Peggy radiated faith in many ways, one of her ways was by lighting candles. Whenever someone was sick or needing special prayers, a candle always burned at her desk.
Peggy was so truly dedicated to the Church and to her family. And she always lit up anytime you would ask her about her children and grandchildren. Despite several years of pain, she remained true to her commitment to teach the Catholic faith. She was a teacher who affects eternity.

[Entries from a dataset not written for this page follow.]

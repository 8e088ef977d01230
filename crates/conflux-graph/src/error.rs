use thiserror::Error;

use crate::ids::{AccessTarget, NodeId, ResourceKind, ResourceRef};

/// Errors returned by graph operations.
///
/// All variants except [`GraphError::Internal`] are user-facing and carry a
/// message the caller can act on. `Internal` wraps a [`Fault`]: a broken
/// internal invariant that indicates a caller bug.
#[derive(Debug, Error)]
pub enum GraphError {
  #[error("bad request: {message}")]
  BadRequest { message: String },

  #[error("forbidden: {message}")]
  Forbidden { message: String },

  #[error("conflict: {message}")]
  Conflict {
    message: String,
    blocking_ids: Vec<ResourceRef>,
  },

  #[error("method not allowed: {message}")]
  MethodNotAllowed { message: String },

  #[error("{resource} not found")]
  NotFound { resource: String },

  #[error("trigger would create a cycle through edges {chain:?}")]
  CycleDetected { chain: Vec<u64> },

  #[error("splitter allows at most {limit} rules, got {requested}")]
  RuleLimitExceeded { limit: usize, requested: usize },

  #[error("new owner lacks access to {} referenced resource(s)", missing.len())]
  MissingAccess { missing: Vec<AccessTarget> },

  #[error("internal error")]
  Internal(#[from] Fault),
}

/// Internal-consistency faults. Never retried.
#[derive(Debug, Clone, PartialEq, Eq, Error)]
pub enum Fault {
  #[error("graph node missing for {0}")]
  MissingGraphNode(ResourceRef),

  #[error("expected a {expected} resource, got {actual}")]
  WrongResourceKind {
    expected: ResourceKind,
    actual: ResourceRef,
  },

  #[error("node {from} points at missing node {to}")]
  DanglingPointer { from: NodeId, to: NodeId },

  #[error("parent chain from node {0} does not terminate")]
  ParentCycle(NodeId),
}

impl GraphError {
  pub fn bad_request(message: impl Into<String>) -> Self {
    GraphError::BadRequest {
      message: message.into(),
    }
  }

  pub fn forbidden(message: impl Into<String>) -> Self {
    GraphError::Forbidden {
      message: message.into(),
    }
  }

  pub fn conflict(message: impl Into<String>, blocking_ids: Vec<ResourceRef>) -> Self {
    GraphError::Conflict {
      message: message.into(),
      blocking_ids,
    }
  }

  pub fn method_not_allowed(message: impl Into<String>) -> Self {
    GraphError::MethodNotAllowed {
      message: message.into(),
    }
  }

  pub fn not_found(resource: impl ToString) -> Self {
    GraphError::NotFound {
      resource: resource.to_string(),
    }
  }

  /// Whether this error is an internal fault rather than a user error.
  pub fn is_fault(&self) -> bool {
    matches!(self, GraphError::Internal(_))
  }

  /// Resources blocking the operation, if the error reports any.
  pub fn blocking_ids(&self) -> &[ResourceRef] {
    match self {
      GraphError::Conflict { blocking_ids, .. } => blocking_ids,
      _ => &[],
    }
  }
}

Peggy was so full of faith yet very down to earth in her approach to life. Through the years, those who worked with her came to know her as a friend. She was always interested in your life, too and if you had a problem it became her problem! Peggy was a mentor and a spiritual mother to so many!
She was never ready to quit fighting her battle with cancer. Peggy has left big shoes to try and fill but we know that she is still with us in a very special way. She wants us to do our jobs well so the parents and children continue to get all they need on their faith journeys.
My mom showed each one of us how to treat a terminal diagnosis with courage, strength, and dignity. She refused to take the news of cancer as the end. It was the beginning of a new journey that she accepted as her cross, fighting the disease with all of her might, without complaining about all she had to go through for over 5 years.
She said during a difficult moment recently, “I don’t know why I’m crying. This is going to be the happiest day of my life.” Well, I’m sure she is experiencing that happiness now, being greeted by the Lord in Heaven. Through the rest of my life, the lives of my family, and the thousands of lives she touched, she will continue to have a major impact and will be an example of what it means to truly love the Lord and to live a Christ centered life.
All of you who were able to help my mom, my dad, and our family, with this final difficult stretch, we thank you. We express gratitude to her doctors, nurses, hospice and the Sister Servants of Mary for the compassionate care that they gave her. We thank those who helped get her to appointments, those who visited her, offered their prayers and support, and friends and family who helped care for her. We thank the Nativity staff for always being supportive and flexible to allow her to fight this battle while continuing to do what she loved so much. Thank you to all of you for being an important part of her life!
Mom, we will miss you, and love you always.